Having attended nursing school, medical school and in some cases, graduate school, simply isn't enough for these 42 nurses, physicians and other staffers who signed up to participate in the first annual Patient Safety Leadership Academy Executive Program.

Organized by Penn's Surgery Department, the Wharton School and the Leonard Davis Institute of Health Economics, and funded by the Philadelphia Health Care Trust, the purpose of the multi-disciplinary program is to expose medical experts to ideas in management.

"The goal here is to provide the safest possible environment for patients... we want to train leaders" in patient safety, said Larry Kaiser, chairman of the Department of Surgery, and board member of PSLA.

"It's mostly nurses and doctors in this program, people who haven't had a lot of experience with management," said Thomas Conahan, an Anesthesia Department faculty member and program participant.

That's where Wharton comes in.

The "experts in executive education," as Kaiser calls them, serve as instructors for those in medicine, helping them hone their leadership, communication and management skills.

Penn Surgery and Wharton aren't complete strangers -- they've offered a joint course in management for surgeons for two years now, Kaiser said.

This new program begins with a three-day session of courses tomorrow through Sunday and continues throughout the academic year with periodic workshops and speakers.

In addition to seminars on patient safety, the PSLA executive program also includes speeches on decision making under uncertainty, negotiations and project management.

Conahan said that from the program, he hopes to get a "better grasp of the bigger picture in the operating room," as well as "a little more experience and ideas about management."
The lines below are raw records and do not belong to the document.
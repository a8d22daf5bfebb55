//! PID file management for the daemon

use std::fs::{self, File};
use std::io::{Read, Write};
use std::path::PathBuf;
use std::process;

use nix::sys::signal::kill;
use nix::unistd::Pid;

/// Default PID file location
const DEFAULT_PID_PATH: &str = "/tmp/dictation.pid";

/// PID file guarding against a second daemon instance
pub struct PidFile {
    path: PathBuf,
}

impl PidFile {
    pub fn new() -> Self {
        Self {
            path: PathBuf::from(DEFAULT_PID_PATH),
        }
    }

    /// Create with custom path
    pub fn with_path(path: impl Into<PathBuf>) -> Self {
        Self { path: path.into() }
    }

    pub fn path(&self) -> &PathBuf {
        &self.path
    }

    /// Check if another daemon is already running
    pub fn is_running(&self) -> Option<u32> {
        if !self.path.exists() {
            return None;
        }

        let mut file = match File::open(&self.path) {
            Ok(f) => f,
            Err(_) => return None,
        };

        let mut contents = String::new();
        if file.read_to_string(&mut contents).is_err() {
            return None;
        }

        let pid: u32 = match contents.trim().parse() {
            Ok(p) => p,
            Err(_) => return None,
        };

        // Probe with a null signal: delivery is skipped, existence is checked
        let pid_t = Pid::from_raw(pid as i32);
        match kill(pid_t, None) {
            Ok(_) => Some(pid),
            Err(nix::errno::Errno::ESRCH) => {
                // Process doesn't exist - stale PID file
                let _ = fs::remove_file(&self.path);
                None
            }
            Err(_) => None,
        }
    }

    /// Acquire the PID file (fails if another daemon is running)
    pub fn acquire(&self) -> Result<(), PidFileError> {
        if let Some(pid) = self.is_running() {
            return Err(PidFileError::AlreadyRunning(pid));
        }

        let mut file = File::create(&self.path)
            .map_err(|e| PidFileError::WriteFailed(format!("Failed to create PID file: {e}")))?;

        let pid = process::id();
        write!(file, "{pid}")
            .map_err(|e| PidFileError::WriteFailed(format!("Failed to write PID: {e}")))?;

        Ok(())
    }

    /// Release the PID file
    pub fn release(&self) -> Result<(), PidFileError> {
        if self.path.exists() {
            fs::remove_file(&self.path).map_err(|e| {
                PidFileError::RemoveFailed(format!("Failed to remove PID file: {e}"))
            })?;
        }
        Ok(())
    }
}

impl Default for PidFile {
    fn default() -> Self {
        Self::new()
    }
}

impl Drop for PidFile {
    fn drop(&mut self) {
        // Best-effort cleanup
        let _ = self.release();
    }
}

/// PID file errors
#[derive(Debug, thiserror::Error)]
pub enum PidFileError {
    #[error("Another daemon is already running (PID: {0})")]
    AlreadyRunning(u32),

    #[error("Failed to write PID file: {0}")]
    WriteFailed(String),

    #[error("Failed to remove PID file: {0}")]
    RemoveFailed(String),
}

#[cfg(test)]
mod tests {
    use super::*;
    use std::env::temp_dir;

    #[test]
    fn new_uses_default_path() {
        let pid_file = PidFile::new();
        assert_eq!(pid_file.path(), &PathBuf::from(DEFAULT_PID_PATH));
    }

    #[test]
    fn is_running_returns_none_for_nonexistent_file() {
        let pid_file = PidFile::with_path(temp_dir().join("nonexistent.pid"));
        assert!(pid_file.is_running().is_none());
    }

    #[test]
    fn acquire_then_release() {
        let dir = tempfile::tempdir().unwrap();
        let pid_file = PidFile::with_path(dir.path().join("daemon.pid"));

        pid_file.acquire().unwrap();
        assert!(pid_file.path().exists());
        // Our own PID is alive, so a second acquire must fail
        assert!(matches!(
            pid_file.acquire(),
            Err(PidFileError::AlreadyRunning(_))
        ));

        pid_file.release().unwrap();
        assert!(!pid_file.path().exists());
    }

    #[test]
    fn stale_pid_file_is_reclaimed() {
        let dir = tempfile::tempdir().unwrap();
        let path = dir.path().join("daemon.pid");
        // PID 0 never belongs to a user daemon; parse succeeds, probe fails
        fs::write(&path, "999999999").unwrap();

        let pid_file = PidFile::with_path(&path);
        assert!(pid_file.is_running().is_none() || pid_file.acquire().is_ok());
    }
}
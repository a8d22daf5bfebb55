//! Keystroke injection port interface

use async_trait::async_trait;
use thiserror::Error;

/// Injection errors
#[derive(Debug, Clone, Error)]
pub enum InjectionError {
    #[error("{0} not found. Please install it.")]
    ToolNotFound(String),

    #[error("Failed to type text: {0}")]
    TypeFailed(String),
}

/// Port for typing text into the currently focused window.
#[async_trait]
pub trait TextInjector: Send + Sync {
    /// Best-effort: the daemon logs failures and carries on.
    async fn type_text(&self, text: &str) -> Result<(), InjectionError>;
}

/// Blanket implementation for boxed injector types
#[async_trait]
impl TextInjector for Box<dyn TextInjector> {
    async fn type_text(&self, text: &str) -> Result<(), InjectionError> {
        self.as_ref().type_text(text).await
    }
}

/// Blanket implementation for shared injector handles
#[async_trait]
impl<T: TextInjector + ?Sized> TextInjector for std::sync::Arc<T> {
    async fn type_text(&self, text: &str) -> Result<(), InjectionError> {
        self.as_ref().type_text(text).await
    }
}
//! CLI argument definitions using Clap

use clap::{Parser, Subcommand};

use crate::domain::protocol::Command;

/// Dictation - local push-to-talk voice typing
#[derive(Parser, Debug)]
#[command(name = "dictation")]
#[command(version)]
#[command(about = "Local voice dictation daemon with whisper.cpp transcription")]
#[command(long_about = None)]
pub struct Cli {
    #[command(subcommand)]
    pub command: Commands,
}

/// Subcommands
#[derive(Subcommand, Debug, Clone, Copy)]
pub enum Commands {
    /// Run the dictation daemon in the foreground
    Daemon,
    /// Toggle recording (start if idle, stop and transcribe if recording)
    Toggle,
    /// Discard the current recording without transcribing
    Discard,
    /// List audio input devices known to the daemon
    Devices,
    /// Reload configuration and re-resolve the audio device
    Reload,
}

impl Commands {
    /// The wire command a client subcommand maps to, if any.
    pub fn wire_command(&self) -> Option<Command> {
        match self {
            Self::Daemon => None,
            Self::Toggle => Some(Command::Toggle),
            Self::Discard => Some(Command::Discard),
            Self::Devices => Some(Command::ListDevices),
            Self::Reload => Some(Command::ReloadConfig),
        }
    }
}
//! Infrastructure layer - Adapters for external systems
//!
//! Implementations of the application-layer ports: audio capture,
//! speech-to-text, keystroke injection, status signaling, and
//! configuration storage.

pub mod audio;
pub mod config;
pub mod keystroke;
pub mod status;
pub mod transcription;
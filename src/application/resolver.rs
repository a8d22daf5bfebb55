//! Audio device resolution
//!
//! Probes available input devices and negotiates a working capture
//! configuration: hardware devices first at their native rate, then at the
//! model's 16 kHz target, with a single-channel last resort across every
//! device including virtual ones.

use thiserror::Error;
use tracing::{debug, info, warn};

use crate::application::ports::AudioInput;
use crate::domain::audio::TARGET_SAMPLE_RATE;
use crate::domain::device::DeviceConfig;

/// Channel count used for probing and normal capture.
const PROBE_CHANNELS: u16 = 2;

/// No device could be opened at all. Fatal at startup; at reload time the
/// caller keeps the previous working configuration.
#[derive(Debug, Clone, Error)]
#[error("No working audio input device found")]
pub struct NoWorkingDeviceError;

/// Result of a successful resolution.
#[derive(Debug, Clone, Copy, PartialEq, Eq)]
pub struct Resolution {
    pub device: DeviceConfig,
    /// True when a configured preferred device was rejected and
    /// auto-discovery picked a replacement; the caller persists the new id.
    pub discovered: bool,
}

/// Find a working input device configuration.
pub fn resolve<A: AudioInput + ?Sized>(
    audio: &A,
    preferred: Option<usize>,
) -> Result<Resolution, NoWorkingDeviceError> {
    let devices = audio.devices().map_err(|e| {
        warn!(error = %e, "device enumeration failed");
        NoWorkingDeviceError
    })?;

    if let Some(id) = preferred {
        match devices.iter().find(|d| d.id == id) {
            Some(descriptor) => {
                match audio.probe(id, PROBE_CHANNELS, descriptor.default_sample_rate) {
                    Ok(()) => {
                        info!(device = id, rate = descriptor.default_sample_rate,
                            "configured device is working");
                        return Ok(Resolution {
                            device: DeviceConfig {
                                device_id: id,
                                channels: PROBE_CHANNELS,
                                sample_rate: descriptor.default_sample_rate,
                            },
                            discovered: false,
                        });
                    }
                    Err(e) => {
                        warn!(error = %e, "configured device failed, falling back to discovery")
                    }
                }
            }
            None => warn!(device = id, "configured device no longer enumerated"),
        }
    }

    let discovered = preferred.is_some();

    // Hardware devices first, at their native rate and then at the target
    // rate.
    let hardware: Vec<_> = devices.iter().filter(|d| d.is_hardware()).collect();
    info!(count = hardware.len(), "found hardware input devices");

    for descriptor in &hardware {
        for rate in [descriptor.default_sample_rate, TARGET_SAMPLE_RATE] {
            match audio.probe(descriptor.id, PROBE_CHANNELS, rate) {
                Ok(()) => {
                    info!(device = descriptor.id, rate, "found working hardware device");
                    return Ok(Resolution {
                        device: DeviceConfig {
                            device_id: descriptor.id,
                            channels: PROBE_CHANNELS,
                            sample_rate: rate,
                        },
                        discovered,
                    });
                }
                Err(e) => debug!(error = %e, "probe failed"),
            }
            if descriptor.default_sample_rate == TARGET_SAMPLE_RATE {
                break;
            }
        }
    }

    // Last resort: every device, hardware or virtual, mono at the target
    // rate.
    warn!("no hardware device working, trying all devices at 1ch/16kHz");
    for descriptor in &devices {
        match audio.probe(descriptor.id, 1, TARGET_SAMPLE_RATE) {
            Ok(()) => {
                info!(device = descriptor.id, "found working fallback device");
                return Ok(Resolution {
                    device: DeviceConfig {
                        device_id: descriptor.id,
                        channels: 1,
                        sample_rate: TARGET_SAMPLE_RATE,
                    },
                    discovered,
                });
            }
            Err(e) => debug!(error = %e, "probe failed"),
        }
    }

    Err(NoWorkingDeviceError)
}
According to the Health Systems spokeswoman Rebecca Harmon, the nature of this program fits in well with the University's larger goals.

"It's part of what Dr. Rodin and the dean want -- the interdisciplinary cooperation," she said.

Patient safety and developing programs to promote it "became more of an issue four or five years ago, since the Institute of Medicine report," Kaiser said.

The 1999 Institute of Medicine report, entitled, "The Urgent Need to Improve Health Care Quality," noted rather ominously that "At its best, health care in the United States is superb. Unfortunately, it is often not at its best."

Later that year, the IOM published another report titled, "To Err is Human: Building a Safer Health System," in which a 50 percent reduction in errors in the next five years is set as a goal.

Some of the challenges to patient safety, according to Kaiser, include leaving foreign objects in the patient after surgery, operating on the wrong site and those treated with medication receiving incorrect dosages.

Penn Medicine has already taken steps towards better patient safety measures. For example, Kaiser said, several years ago the Health System hospitals began using a computerized system to prescribe drugs for patients. This way, precautions against harmful combinations of drugs could be programmed in ahead of time.

Kaiser also stressed the importance of getting staff at all levels involved in patient safety, both through this new program and other means.

"For example, we'd like to have people in the nursing level take the lead in implementing safety initiatives," he said.